Limitations of the current study include lack of a comprehensive analysis of additional variables that may contribute to breast symmetry, including the effects of radiation or thoraco-dorsal neurotomy, age, BMI, parity, chest wall size, and cup size. Previously published data showed that a significant effect was only found for BMI and breast asymmetry (p=0.004) [6]. A BMI of <25 kg/m² was associated with an asymmetry score of 43.64, and a BMI of >25 kg/m² was associated with an asymmetry score of 61.99, the latter indicating lesser symmetry. The brassiere cup size, which is recorded on admission, was previously found not to have a significant effect on breast symmetry (p=0.062) [6]. In spite of the challenges objective breast assessment still faces there are many possible applications that are worth the effort. Among these are the establishment of the elegibility of patients for certain breast operations at the cost of the public, the objective proof regarding asymmetries in augmentation or reduction cases, the support in disputes with colleges, patients or even legal representatives regarding the surgical result, the planning of implant sizes at the outpatient department, the support this method could pose to younger and less experienced surgeons, the options to evaluate how closely the surgical objective has been met by the result and finally the application in the frame of hospital certifications and audits for purposes of modern quality control in the health sector.


Conclusion

In breast shape analysis, the use of more detailed surface data should be preferred to centroid-based data. Increases in size and especially volume of the unreconstructed breast correlated positively with increases in breast asymmetry. This correlation of an increase in the breast asymmetry score with an increase in breast size and volume objectively proves that the unilateral latissimus dorsi flap for breast reconstruction after mastectomy does not achieve symmetry in increasingly larger breasts in a linear relationship. Larger breasts are more difficult to reconstruct when aiming for symmetry using only the latissimus dorsi flap, and other or additional methods of reconstruction should be considered.
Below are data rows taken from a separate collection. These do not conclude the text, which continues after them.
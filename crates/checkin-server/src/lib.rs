#![forbid(unsafe_code)]

//! HTTP service for weekly check-ins: SQLite storage, cookie sessions and
//! server-rendered pages.

pub mod config;
pub mod db;
pub mod gc;
pub mod http;
pub mod seed;
pub mod session;
pub mod views;

pub use http::{router, AppError, AppState};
Generally plastic surgeons should view the two breasts as a single unit when assessing breast aesthetics and not view each breast on its own.


Notes

Evidence

Evidence level: III

Competing interests

The authors declare that they have no competing interests.

Acknowledgement

I acknowledge Professor A. Ayoub, Dr B. Khambay, Miss J. Smith and Professor A. Bowman for their former support regarding the study.

Ethical approval

Ethical approval was obtained from the local ethics committee. Patient confidentiality was maintained.